### ASSIGNMENT:
Give back a single figure: the number of lines in the entries below that contain "types".

### PROVIDED INFORMATION:
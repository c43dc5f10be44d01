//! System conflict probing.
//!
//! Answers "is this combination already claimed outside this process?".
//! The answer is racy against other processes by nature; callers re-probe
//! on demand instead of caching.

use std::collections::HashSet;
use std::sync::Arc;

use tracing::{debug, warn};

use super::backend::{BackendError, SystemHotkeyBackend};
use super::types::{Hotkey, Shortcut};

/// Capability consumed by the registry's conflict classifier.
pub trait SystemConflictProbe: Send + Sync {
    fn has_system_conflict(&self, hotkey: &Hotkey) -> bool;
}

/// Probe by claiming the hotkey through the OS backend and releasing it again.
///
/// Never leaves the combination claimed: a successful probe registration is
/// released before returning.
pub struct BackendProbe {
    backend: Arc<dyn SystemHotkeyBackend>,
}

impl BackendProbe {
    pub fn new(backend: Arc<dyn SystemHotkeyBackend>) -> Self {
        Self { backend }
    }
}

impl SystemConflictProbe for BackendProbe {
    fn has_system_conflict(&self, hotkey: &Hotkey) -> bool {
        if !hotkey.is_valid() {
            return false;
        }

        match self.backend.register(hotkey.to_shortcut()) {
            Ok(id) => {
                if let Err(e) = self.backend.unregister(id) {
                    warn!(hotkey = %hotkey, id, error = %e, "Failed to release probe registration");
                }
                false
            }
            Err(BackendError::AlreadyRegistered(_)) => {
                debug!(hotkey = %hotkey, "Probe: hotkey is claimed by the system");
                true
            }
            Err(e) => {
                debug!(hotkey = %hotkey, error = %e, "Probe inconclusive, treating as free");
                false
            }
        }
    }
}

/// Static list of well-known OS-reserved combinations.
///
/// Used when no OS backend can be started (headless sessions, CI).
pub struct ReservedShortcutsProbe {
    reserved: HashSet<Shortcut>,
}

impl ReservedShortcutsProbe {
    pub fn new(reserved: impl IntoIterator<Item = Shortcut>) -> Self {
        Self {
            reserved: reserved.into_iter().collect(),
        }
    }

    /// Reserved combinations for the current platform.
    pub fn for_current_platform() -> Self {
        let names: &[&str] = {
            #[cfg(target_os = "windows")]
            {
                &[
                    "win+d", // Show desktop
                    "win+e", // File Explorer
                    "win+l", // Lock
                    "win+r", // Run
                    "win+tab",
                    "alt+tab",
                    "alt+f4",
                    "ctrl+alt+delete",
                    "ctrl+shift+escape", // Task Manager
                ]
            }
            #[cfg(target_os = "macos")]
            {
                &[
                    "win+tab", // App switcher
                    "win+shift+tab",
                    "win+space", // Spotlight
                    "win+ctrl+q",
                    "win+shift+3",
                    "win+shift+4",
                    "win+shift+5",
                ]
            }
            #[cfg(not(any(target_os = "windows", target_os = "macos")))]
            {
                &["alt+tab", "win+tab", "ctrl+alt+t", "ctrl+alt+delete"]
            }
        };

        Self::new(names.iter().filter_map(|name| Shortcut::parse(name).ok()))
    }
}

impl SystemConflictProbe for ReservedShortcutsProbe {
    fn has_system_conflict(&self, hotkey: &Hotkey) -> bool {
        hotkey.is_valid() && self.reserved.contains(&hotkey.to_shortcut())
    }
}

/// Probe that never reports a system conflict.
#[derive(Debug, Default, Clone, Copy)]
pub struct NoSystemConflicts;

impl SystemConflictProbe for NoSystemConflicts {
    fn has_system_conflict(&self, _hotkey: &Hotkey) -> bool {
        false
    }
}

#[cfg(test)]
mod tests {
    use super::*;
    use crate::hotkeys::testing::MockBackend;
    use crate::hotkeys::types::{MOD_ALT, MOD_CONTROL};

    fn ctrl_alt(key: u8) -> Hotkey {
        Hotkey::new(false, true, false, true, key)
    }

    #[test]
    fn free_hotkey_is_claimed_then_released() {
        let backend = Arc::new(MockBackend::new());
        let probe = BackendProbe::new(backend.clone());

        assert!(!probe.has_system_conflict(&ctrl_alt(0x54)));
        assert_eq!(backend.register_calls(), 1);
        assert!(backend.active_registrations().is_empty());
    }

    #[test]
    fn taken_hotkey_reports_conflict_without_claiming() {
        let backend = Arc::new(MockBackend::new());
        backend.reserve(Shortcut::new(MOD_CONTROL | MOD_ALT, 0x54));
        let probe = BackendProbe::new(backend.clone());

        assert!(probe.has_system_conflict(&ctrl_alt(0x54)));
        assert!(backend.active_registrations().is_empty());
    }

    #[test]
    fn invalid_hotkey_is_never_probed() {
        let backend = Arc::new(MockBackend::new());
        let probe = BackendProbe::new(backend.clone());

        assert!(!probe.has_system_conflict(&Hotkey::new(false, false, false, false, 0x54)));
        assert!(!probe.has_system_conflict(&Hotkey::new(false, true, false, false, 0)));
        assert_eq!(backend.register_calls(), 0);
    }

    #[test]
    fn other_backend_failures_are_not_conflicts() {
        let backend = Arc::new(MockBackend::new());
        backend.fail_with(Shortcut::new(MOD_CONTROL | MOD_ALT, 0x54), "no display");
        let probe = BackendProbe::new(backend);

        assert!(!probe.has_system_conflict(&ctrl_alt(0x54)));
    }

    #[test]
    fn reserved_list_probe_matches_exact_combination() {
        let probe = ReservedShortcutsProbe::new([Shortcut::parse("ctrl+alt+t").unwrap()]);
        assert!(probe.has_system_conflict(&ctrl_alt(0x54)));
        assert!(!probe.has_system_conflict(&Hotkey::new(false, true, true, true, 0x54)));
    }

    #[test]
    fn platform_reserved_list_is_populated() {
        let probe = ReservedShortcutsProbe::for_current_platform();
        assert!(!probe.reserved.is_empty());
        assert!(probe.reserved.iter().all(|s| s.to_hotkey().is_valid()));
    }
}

### SOLUTION FOR THIS PROBLEM:
2